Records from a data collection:

--- START ---

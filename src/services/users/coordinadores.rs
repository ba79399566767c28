use actix_web::{HttpRequest, HttpResponse, Result as ActixResult};

use crate::models::{
    ApiResponse, ErrorCode,
    users::{
        entities::{Estatus, UserRole},
        requests::{CreateCoordinadorRequest, NewUsuario, ResetPasswordRequest, UserListParams},
        responses::UserResponse,
    },
};
use crate::services::{acting_plantel, authenticated_user};
use crate::utils::password::hash_password;
use crate::utils::validate::{validate_email, validate_username};

use super::UserService;

pub async fn handle_list_coordinadores(
    service: &UserService,
    params: UserListParams,
    request: &HttpRequest,
) -> ActixResult<HttpResponse> {
    let user = match authenticated_user(request) {
        Ok(user) => user,
        Err(resp) => return Ok(resp),
    };
    let plantel_id = match acting_plantel(&user) {
        Ok(id) => id,
        Err(resp) => return Ok(resp),
    };
    let storage = service.get_storage(request);

    match storage
        .list_users_by_rol(plantel_id, UserRole::Coord, params)
        .await
    {
        Ok(response) => Ok(HttpResponse::Ok().json(ApiResponse::success(
            response,
            "Coordinadores retrieved successfully",
        ))),
        Err(e) => Ok(
            HttpResponse::InternalServerError().json(ApiResponse::error_empty(
                ErrorCode::InternalServerError,
                format!("Coordinador listing failed: {e}"),
            )),
        ),
    }
}

pub async fn handle_create_coordinador(
    service: &UserService,
    create_request: CreateCoordinadorRequest,
    request: &HttpRequest,
) -> ActixResult<HttpResponse> {
    let user = match authenticated_user(request) {
        Ok(user) => user,
        Err(resp) => return Ok(resp),
    };
    let plantel_id = match acting_plantel(&user) {
        Ok(id) => id,
        Err(resp) => return Ok(resp),
    };
    let storage = service.get_storage(request);

    if let Err(msg) = validate_username(&create_request.username) {
        return Ok(HttpResponse::BadRequest().json(ApiResponse::error_empty(
            ErrorCode::UserNameInvalid,
            msg,
        )));
    }
    if let Err(msg) = validate_email(&create_request.email) {
        return Ok(HttpResponse::BadRequest().json(ApiResponse::error_empty(
            ErrorCode::UserEmailInvalid,
            msg,
        )));
    }

    match storage
        .get_user_by_username_or_email(&create_request.username)
        .await
    {
        Ok(Some(_)) => {
            return Ok(HttpResponse::Conflict().json(ApiResponse::error_empty(
                ErrorCode::UserAlreadyExists,
                "Username is already taken",
            )));
        }
        Ok(None) => {}
        Err(e) => {
            return Ok(
                HttpResponse::InternalServerError().json(ApiResponse::error_empty(
                    ErrorCode::InternalServerError,
                    format!("Coordinador creation failed: {e}"),
                )),
            );
        }
    }

    let password_hash = match hash_password(&create_request.password) {
        Ok(hash) => hash,
        Err(e) => {
            tracing::error!("Password hashing failed: {}", e);
            return Ok(
                HttpResponse::InternalServerError().json(ApiResponse::error_empty(
                    ErrorCode::UserCreationFailed,
                    "Coordinador creation failed",
                )),
            );
        }
    };

    let new_user = NewUsuario {
        username: create_request.username,
        email: create_request.email,
        password_hash,
        rol: UserRole::Coord,
        estatus: Estatus::Activo,
        plantel_id: Some(plantel_id),
        grupo_id: None,
        first_name: create_request.first_name,
        last_name: create_request.last_name,
        telefono: create_request.telefono,
        direccion: None,
        fecha_nacimiento: None,
    };

    match storage.create_user(new_user).await {
        Ok(usuario) => {
            tracing::info!("Coordinador {} registered", usuario.username);
            Ok(HttpResponse::Ok().json(ApiResponse::success(
                UserResponse { usuario },
                "Coordinador created successfully",
            )))
        }
        Err(e) => Ok(
            HttpResponse::InternalServerError().json(ApiResponse::error_empty(
                ErrorCode::UserCreationFailed,
                format!("Coordinador creation failed: {e}"),
            )),
        ),
    }
}

pub async fn handle_reset_password(
    service: &UserService,
    coordinador_id: i64,
    reset_request: ResetPasswordRequest,
    request: &HttpRequest,
) -> ActixResult<HttpResponse> {
    let user = match authenticated_user(request) {
        Ok(user) => user,
        Err(resp) => return Ok(resp),
    };
    let plantel_id = match acting_plantel(&user) {
        Ok(id) => id,
        Err(resp) => return Ok(resp),
    };
    let storage = service.get_storage(request);

    match storage.get_user_scoped(coordinador_id, plantel_id).await {
        Ok(Some(target)) if target.rol == UserRole::Coord => {}
        Ok(_) => {
            return Ok(HttpResponse::NotFound().json(ApiResponse::error_empty(
                ErrorCode::UserNotFound,
                "Coordinador not found",
            )));
        }
        Err(e) => {
            return Ok(
                HttpResponse::InternalServerError().json(ApiResponse::error_empty(
                    ErrorCode::InternalServerError,
                    format!("Coordinador lookup failed: {e}"),
                )),
            );
        }
    }

    if reset_request.password.len() < 8 {
        return Ok(HttpResponse::BadRequest().json(ApiResponse::error_empty(
            ErrorCode::PasswordPolicyViolation,
            "Password must be at least 8 characters long",
        )));
    }

    let hash = match hash_password(&reset_request.password) {
        Ok(hash) => hash,
        Err(e) => {
            tracing::error!("Password hashing failed: {}", e);
            return Ok(
                HttpResponse::InternalServerError().json(ApiResponse::error_empty(
                    ErrorCode::InternalServerError,
                    "Password reset failed",
                )),
            );
        }
    };

    match storage.set_password(coordinador_id, hash, None).await {
        Ok(true) => Ok(HttpResponse::Ok().json(ApiResponse::<()>::success_empty(
            "Password reset successfully",
        ))),
        Ok(false) => Ok(HttpResponse::NotFound().json(ApiResponse::error_empty(
            ErrorCode::UserNotFound,
            "Coordinador not found",
        ))),
        Err(e) => Ok(
            HttpResponse::InternalServerError().json(ApiResponse::error_empty(
                ErrorCode::InternalServerError,
                format!("Password reset failed: {e}"),
            )),
        ),
    }
}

--- END ---

Your goal: Every record shown above should appear again in your answer, unchanged.

Answer area:
filename src/services/users/coordinadores.rs
repository ba79399566767c28
use actix_web::{HttpRequest, HttpResponse, Result as ActixResult};

use crate::models::{
    ApiResponse, ErrorCode,
    users::{
        entities::{Estatus, UserRole},
        requests::{CreateCoordinadorRequest, NewUsuario, ResetPasswordRequest, UserListParams},
        responses::UserResponse,
    },
};
use crate::services::{acting_plantel, authenticated_user};
use crate::utils::password::hash_password;
use crate::utils::validate::{validate_email, validate_username};

use super::UserService;

pub async fn handle_list_coordinadores(
    service: &UserService,
    params: UserListParams,
    request: &HttpRequest,
) -> ActixResult<HttpResponse> {
    let user = match authenticated_user(request) {
        Ok(user) => user,
        Err(resp) => return Ok(resp),
    };
    let plantel_id = match acting_plantel(&user) {
        Ok(id) => id,
        Err(resp) => return Ok(resp),
    };
    let storage = service.get_storage(request);

    match storage
        .list_users_by_rol(plantel_id, UserRole::Coord, params)
        .await
    {
        Ok(response) => Ok(HttpResponse::Ok().json(ApiResponse::success(
            response,
            "Coordinadores retrieved successfully",
        ))),
        Err(e) => Ok(
            HttpResponse::InternalServerError().json(ApiResponse::error_empty(
                ErrorCode::InternalServerError,
                format!("Coordinador listing failed: {e}"),
            )),
        ),
    }
}

pub async fn handle_create_coordinador(
    service: &UserService,
    create_request: CreateCoordinadorRequest,
    request: &HttpRequest,
) -> ActixResult<HttpResponse> {
    let user = match authenticated_user(request) {
        Ok(user) => user,
        Err(resp) => return Ok(resp),
    };
    let plantel_id = match acting_plantel(&user) {
        Ok(id) => id,
        Err(resp) => return Ok(resp),
    };
    let storage = service.get_storage(request);

    if let Err(msg) = validate_username(&create_request.username) {
        return Ok(HttpResponse::BadRequest().json(ApiResponse::error_empty(
            ErrorCode::UserNameInvalid,
            msg,
        )));
    }
    if let Err(msg) = validate_email(&create_request.email) {
        return Ok(HttpResponse::BadRequest().json(ApiResponse::error_empty(
            ErrorCode::UserEmailInvalid,
            msg,
        )));
    }

    match storage
        .get_user_by_username_or_email(&create_request.username)
        .await
    {
        Ok(Some(_)) => {
            return Ok(HttpResponse::Conflict().json(ApiResponse::error_empty(
                ErrorCode::UserAlreadyExists,
                "Username is already taken",
            )));
        }
        Ok(None) => {}
        Err(e) => {
            return Ok(
                HttpResponse::InternalServerError().json(ApiResponse::error_empty(
                    ErrorCode::InternalServerError,
                    format!("Coordinador creation failed: {e}"),
                )),
            );
        }
    }

    let password_hash = match hash_password(&create_request.password) {
        Ok(hash) => hash,
        Err(e) => {
            tracing::error!("Password hashing failed: {}", e);
            return Ok(
                HttpResponse::InternalServerError().json(ApiResponse::error_empty(
                    ErrorCode::UserCreationFailed,
                    "Coordinador creation failed",
                )),
            );
        }
    };

    let new_user = NewUsuario {
        username: create_request.username,
        email: create_request.email,
        password_hash,
        rol: UserRole::Coord,
        estatus: Estatus::Activo,
        plantel_id: Some(plantel_id),
        grupo_id: None,
        first_name: create_request.first_name,
        last_name: create_request.last_name,
        telefono: create_request.telefono,
        direccion: None,
        fecha_nacimiento: None,
    };

    match storage.create_user(new_user).await {
        Ok(usuario) => {
            tracing::info!("Coordinador {} registered", usuario.username);
            Ok(HttpResponse::Ok().json(ApiResponse::success(
                UserResponse { usuario },
                "Coordinador created successfully",
            )))
        }
        Err(e) => Ok(
            HttpResponse::InternalServerError().json(ApiResponse::error_empty(
                ErrorCode::UserCreationFailed,
                format!("Coordinador creation failed: {e}"),
            )),
        ),
    }
}

pub async fn handle_reset_password(
    service: &UserService,
    coordinador_id: i64,
    reset_request: ResetPasswordRequest,
    request: &HttpRequest,
) -> ActixResult<HttpResponse> {
    let user = match authenticated_user(request) {
        Ok(user) => user,
        Err(resp) => return Ok(resp),
    };
    let plantel_id = match acting_plantel(&user) {
        Ok(id) => id,
        Err(resp) => return Ok(resp),
    };
    let storage = service.get_storage(request);

    match storage.get_user_scoped(coordinador_id, plantel_id).await {
        Ok(Some(target)) if target.rol == UserRole::Coord => {}
        Ok(_) => {
            return Ok(HttpResponse::NotFound().json(ApiResponse::error_empty(
                ErrorCode::UserNotFound,
                "Coordinador not found",
            )));
        }
        Err(e) => {
            return Ok(
                HttpResponse::InternalServerError().json(ApiResponse::error_empty(
                    ErrorCode::InternalServerError,
                    format!("Coordinador lookup failed: {e}"),
                )),
            );
        }
    }

    if reset_request.password.len() < 8 {
        return Ok(HttpResponse::BadRequest().json(ApiResponse::error_empty(
            ErrorCode::PasswordPolicyViolation,
            "Password must be at least 8 characters long",
        )));
    }

    let hash = match hash_password(&reset_request.password) {
        Ok(hash) => hash,
        Err(e) => {
            tracing::error!("Password hashing failed: {}", e);
            return Ok(
                HttpResponse::InternalServerError().json(ApiResponse::error_empty(
                    ErrorCode::InternalServerError,
                    "Password reset failed",
                )),
            );
        }
    };

    match storage.set_password(coordinador_id, hash, None).await {
        Ok(true) => Ok(HttpResponse::Ok().json(ApiResponse::<()>::success_empty(
            "Password reset successfully",
        ))),
        Ok(false) => Ok(HttpResponse::NotFound().json(ApiResponse::error_empty(
            ErrorCode::UserNotFound,
            "Coordinador not found",
        ))),
        Err(e) => Ok(
            HttpResponse::InternalServerError().json(ApiResponse::error_empty(
                ErrorCode::InternalServerError,
                format!("Password reset failed: {e}"),
            )),
        ),
    }
}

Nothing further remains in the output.